Exercise description: Some lines below hold "DisplayMode". Pick them out and copy them.

Excerpted data:
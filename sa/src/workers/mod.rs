//! The three application workers
//!
//! | Worker      | Woken by                 | Work                                  |
//! |-------------|--------------------------|---------------------------------------|
//! | calculation | sensor publish           | glide computer, publish derived state |
//! | instrument  | poll timeout only        | vario gauge refresh                   |
//! | render      | derived publish, redraw  | compose and present a frame           |

mod calculation;
mod instrument;
mod render;

pub use calculation::{CalculationJob, CalculationWorker, calculation_worker};
pub use instrument::{InstrumentJob, InstrumentWorker, instrument_worker};
pub use render::{RenderJob, RenderWorker, render_worker};
//! Calculation worker: sensor samples in, derived state out

use std::sync::Arc;

use tracing::{trace, warn};
use workthread::{Job, Tick, Worker, WorkerConfig};

use crate::blackboard::Blackboard;
use crate::collab::{FlightLogger, GlideComputer};

/// Runs the glide computer over each new sensor sample
///
/// Publishing derived state wakes the render worker through its blackboard
/// subscription. Every new sample is also handed to the flight recorder.
#[derive(Debug)]
pub struct CalculationJob {
    blackboard: Arc<Blackboard>,
    computer: Arc<GlideComputer>,
    logger: Arc<FlightLogger>,
    last_sensor: u64,
}

impl CalculationJob {
    pub fn new(blackboard: Arc<Blackboard>, computer: Arc<GlideComputer>, logger: Arc<FlightLogger>) -> Self {
        Self {
            blackboard,
            computer,
            logger,
            last_sensor: 0,
        }
    }
}

impl Job for CalculationJob {
    fn run(&mut self, tick: &Tick) {
        let sensor = self.blackboard.sensor();
        if sensor.generation == self.last_sensor {
            trace!(seq = tick.seq, "calculation: no new sample");
            return;
        }
        self.last_sensor = sensor.generation;

        if let Err(e) = self.logger.record(&sensor.value) {
            warn!(seq = tick.seq, error = %e, "calculation: flight log write failed");
        }
        let derived = self.computer.process(&sensor.value);
        self.blackboard.publish_derived(derived);
    }
}

pub type CalculationWorker = Worker<CalculationJob>;

pub fn calculation_worker(
    config: WorkerConfig,
    blackboard: Arc<Blackboard>,
    computer: Arc<GlideComputer>,
    logger: Arc<FlightLogger>,
) -> CalculationWorker {
    Worker::new(config, CalculationJob::new(blackboard, computer, logger))
}
/// Data files loaded into the stores
#[derive(Debug, Clone, Serialize, Deserialize)]
#[serde(default)]
pub struct DataConfig {
    /// Base directory for relative file names
    pub dir: PathBuf,

    pub waypoints: PathBuf,
    pub airspace: PathBuf,
    pub terrain: PathBuf,
    pub weather: PathBuf,
    pub topology: PathBuf,
    pub marks: PathBuf,

    /// Persisted derived state, restored at startup and saved at shutdown
    #[serde(rename = "persist-file")]
    pub persist_file: PathBuf,

    /// Settings written back at shutdown and restored by the next load
    #[serde(rename = "profile-file")]
    pub profile_file: PathBuf,

    /// Flight recorder output, appended to across runs
    #[serde(rename = "flight-log")]
    pub flight_log: PathBuf,
}

impl Default for DataConfig {
    fn default() -> Self {
        // Use XDG data directory (~/.local/share/sitaware on Linux)
        let dir = dirs::data_dir()
            .map(|d| d.join("sitaware"))
            .unwrap_or_else(|| PathBuf::from(".sitaware"));

        Self {
            dir,
            waypoints: PathBuf::from("waypoints.csv"),
            airspace: PathBuf::from("airspace.csv"),
            terrain: PathBuf::from("terrain.dat"),
            weather: PathBuf::from("weather.dat"),
            topology: PathBuf::from("topology.dat"),
            marks: PathBuf::from("marks.csv"),
            persist_file: PathBuf::from("persist.json"),
            profile_file: PathBuf::from("profile.yml"),
            flight_log: PathBuf::from("flight-log.csv"),
        }
    }
}

impl DataConfig {
    /// Resolve a data file against the base directory
    pub fn resolve(&self, file: &Path) -> PathBuf {
        if file.is_absolute() { file.to_path_buf() } else { self.dir.join(file) }
    }

    /// Use `dir` as the base directory, keeping the file names
    pub fn in_dir(dir: impl Into<PathBuf>) -> Self {
        Self {
            dir: dir.into(),
            ..Self::default()
        }
    }
}

/// Kind of display surface to create
#[derive(Debug, Clone, Copy, PartialEq, Eq, Serialize, Deserialize)]
#[serde(rename_all = "kebab-case")]
pub enum DisplayMode {
    /// Status line redrawn in place on the controlling terminal
    Terminal,
    /// No output; frames are counted and kept in memory
    Headless,
}

/// Display configuration
#[derive(Debug, Clone, Serialize, Deserialize)]
#[serde(default)]
pub struct DisplayConfig {
    pub mode: DisplayMode,

    /// Window title, also used as the instance name in logs
    pub title: String,
}

impl Default for DisplayConfig {
    fn default() -> Self {
        Self {
            mode: DisplayMode::Terminal,
            title: "SitAware".to_string(),
        }
    }
}

/// Device link configuration
#[derive(Debug, Clone, Serialize, Deserialize)]
#[serde(default)]
pub struct DeviceConfig {
    /// Generate synthetic sensor samples instead of reading a device
    pub simulator: bool,

    /// Interval between samples pumped on the control thread, in milliseconds
    #[serde(rename = "sample-interval-ms")]
    pub sample_interval_ms: u64,

    /// Simulator start position
    #[serde(rename = "start-latitude")]
    pub start_latitude: f64,

    #[serde(rename = "start-longitude")]
    pub start_longitude: f64,

    #[serde(rename = "start-altitude")]
    pub start_altitude: f64,
}

impl Default for DeviceConfig {
    fn default() -> Self {
        Self {
            simulator: true,
            sample_interval_ms: 1000,
            start_latitude: -36.55,
            start_longitude: 145.98,
            start_altitude: 1200.0,
        }
    }
}

impl DeviceConfig {
    pub fn sample_interval(&self) -> Duration {
        Duration::from_millis(self.sample_interval_ms.max(1))
    }
}

/// Single-instance guard configuration
#[derive(Debug, Clone, Serialize, Deserialize)]
#[serde(default)]
pub struct InstanceConfig {
    /// PID file of the running instance
    #[serde(rename = "pid-file")]
    pub pid_file: PathBuf,
}

impl Default for InstanceConfig {
    fn default() -> Self {
        let pid_file = dirs::runtime_dir()
            .or_else(dirs::data_local_dir)
            .unwrap_or_else(|| PathBuf::from("/tmp"))
            .join("sitaware")
            .join("sitaware.pid");
        Self { pid_file }
    }
}
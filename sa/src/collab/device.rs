//! Device link: the ingest path into the blackboard
//!
//! Samples only reach the blackboard while the link is open and the input
//! latch is set. Everything else is counted as dropped.

use std::sync::Arc;
use std::sync::atomic::{AtomicBool, AtomicU64, Ordering};

use chrono::Utc;
use parking_lot::Mutex;
use tracing::{debug, info};
use workthread::Trigger;

use crate::blackboard::{Blackboard, SensorState};
use crate::config::DeviceConfig;

/// Samples per simulated thermal circle
const CIRCLE_STEPS: u64 = 18;

/// Degrees of latitude covered by the simulated circle radius
const CIRCLE_RADIUS_DEG: f64 = 0.002;

/// Synthetic flight: alternating thermal circles and straight glides
#[derive(Debug, Clone)]
pub struct Simulator {
    step: u64,
    latitude: f64,
    longitude: f64,
    altitude: f64,
    track: f64,
}

impl Simulator {
    pub fn new(latitude: f64, longitude: f64, altitude: f64) -> Self {
        Self {
            step: 0,
            latitude,
            longitude,
            altitude,
            track: 0.0,
        }
    }

    /// Produce the next one-second sample
    pub fn next_sample(&mut self) -> SensorState {
        let phase = self.step % (CIRCLE_STEPS * 2);
        let circling = phase < CIRCLE_STEPS;

        let (vario, ground_speed) = if circling {
            self.track = (self.track + 360.0 / CIRCLE_STEPS as f64) % 360.0;
            (1.8, 22.0)
        } else {
            (-0.9, 33.0)
        };

        let heading = self.track.to_radians();
        let step_deg = if circling {
            CIRCLE_RADIUS_DEG * 2.0 * std::f64::consts::PI / CIRCLE_STEPS as f64
        } else {
            ground_speed / 111_000.0
        };
        self.latitude += step_deg * heading.cos();
        self.longitude += step_deg * heading.sin();
        self.altitude += vario;
        self.step += 1;

        SensorState {
            time: Some(Utc::now()),
            latitude: self.latitude,
            longitude: self.longitude,
            altitude: self.altitude,
            ground_speed,
            track: self.track,
            vario,
        }
    }
}

#[derive(Debug)]
pub struct DeviceLink {
    blackboard: Arc<Blackboard>,
    input: Arc<Trigger>,
    simulator: Option<Mutex<Simulator>>,
    open: AtomicBool,
    delivered: AtomicU64,
    dropped: AtomicU64,
}

impl DeviceLink {
    pub fn new(blackboard: Arc<Blackboard>, input: Arc<Trigger>, config: &DeviceConfig) -> Self {
        debug!(simulator = config.simulator, "DeviceLink::new: called");
        let simulator = config.simulator.then(|| {
            Mutex::new(Simulator::new(
                config.start_latitude,
                config.start_longitude,
                config.start_altitude,
            ))
        });
        Self {
            blackboard,
            input,
            simulator,
            open: AtomicBool::new(false),
            delivered: AtomicU64::new(0),
            dropped: AtomicU64::new(0),
        }
    }

    pub fn is_simulator(&self) -> bool {
        self.simulator.is_some()
    }

    pub fn open(&self) {
        info!(simulator = self.is_simulator(), "Device link open");
        self.open.store(true, Ordering::Release);
    }

    pub fn is_open(&self) -> bool {
        self.open.load(Ordering::Acquire)
    }

    /// Pull one sample from the source; true if it reached the blackboard
    pub fn poll(&self) -> bool {
        if !self.is_open() {
            return false;
        }
        match &self.simulator {
            Some(sim) => {
                let sample = sim.lock().next_sample();
                self.ingest(sample)
            }
            None => false,
        }
    }

    /// Publish a sample if the link is open and input delivery is enabled
    pub fn ingest(&self, sample: SensorState) -> bool {
        if !self.is_open() || !self.input.test() {
            self.dropped.fetch_add(1, Ordering::Relaxed);
            debug!("DeviceLink::ingest: input disabled, sample dropped");
            return false;
        }
        self.blackboard.publish_sensor(sample);
        self.delivered.fetch_add(1, Ordering::Relaxed);
        true
    }

    pub fn delivered(&self) -> u64 {
        self.delivered.load(Ordering::Relaxed)
    }

    pub fn dropped(&self) -> u64 {
        self.dropped.load(Ordering::Relaxed)
    }

    /// Stop accepting samples; safe to call repeatedly
    pub fn close(&self) {
        if self.open.swap(false, Ordering::AcqRel) {
            info!(delivered = self.delivered(), dropped = self.dropped(), "Device link closed");
        }
    }
}

#[cfg(test)]
mod tests {
    use super::*;

    fn link(simulator: bool) -> (Arc<Blackboard>, Arc<Trigger>, DeviceLink) {
        let bb = Arc::new(Blackboard::new());
        let input = Arc::new(Trigger::new("input"));
        let config = DeviceConfig {
            simulator,
            ..Default::default()
        };
        let link = DeviceLink::new(bb.clone(), input.clone(), &config);
        (bb, input, link)
    }

    #[test]
    fn test_ingest_gated_by_input_latch() {
        let (bb, input, link) = link(true);
        link.open();

        assert!(!link.poll());
        assert_eq!(bb.sensor_generation(), 0);
        assert_eq!(link.dropped(), 1);

        input.trigger();
        assert!(link.poll());
        assert_eq!(bb.sensor_generation(), 1);
        assert!(bb.sensor().value.has_fix());

        input.reset();
        assert!(!link.poll());
        assert_eq!(link.delivered(), 1);
        assert_eq!(link.dropped(), 2);
    }

    #[test]
    fn test_closed_link_drops() {
        let (bb, input, link) = link(true);
        input.trigger();

        assert!(!link.poll());
        link.open();
        link.close();
        link.close();
        assert!(!link.ingest(SensorState::default()));
        assert_eq!(bb.sensor_generation(), 0);
    }

    #[test]
    fn test_no_simulator_produces_nothing() {
        let (bb, input, link) = link(false);
        input.trigger();
        link.open();
        assert!(!link.poll());
        assert_eq!(bb.sensor_generation(), 0);
    }

    #[test]
    fn test_simulator_climbs_then_glides() {
        let mut sim = Simulator::new(0.0, 0.0, 1000.0);
        let circle: Vec<_> = (0..CIRCLE_STEPS).map(|_| sim.next_sample()).collect();
        assert!(circle.iter().all(|s| s.vario > 0.0));
        assert!(circle.last().unwrap().altitude > 1000.0);

        let glide = sim.next_sample();
        assert!(glide.vario < 0.0);
        assert!(glide.has_fix());
    }
}
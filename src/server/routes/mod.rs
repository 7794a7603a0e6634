use crate::server::router::CinemaState;
use axum::{
    Router,
    routing::{get, post},
};

pub mod extract;
pub mod movies;
pub mod schedules;

pub fn router() -> Router<CinemaState> {
    Router::new()
        .route("/api/movies", get(movies::list_first_page))
        .route("/api/movies/{page}", get(movies::list_page))
        .route("/api/movie", post(movies::create).put(movies::modify))
        .route("/api/movie/{id}", get(movies::find).delete(movies::delete))
        .route("/api/schedules/{movie_id}", get(schedules::list_first_page))
        .route("/api/schedules/{movie_id}/{page}", get(schedules::list_page))
        .route(
            "/api/schedule",
            post(schedules::create).put(schedules::modify),
        )
        .route(
            "/api/schedule/{id}",
            get(schedules::find).delete(schedules::delete),
        )
}
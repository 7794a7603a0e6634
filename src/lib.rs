pub mod config;
pub mod db;
pub mod error;
pub mod server;
pub mod service;
pub mod utils;

pub use error::CinemaError;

Written answer:
pub enum DisplayMode {
    pub mode: DisplayMode,
            mode: DisplayMode::Terminal,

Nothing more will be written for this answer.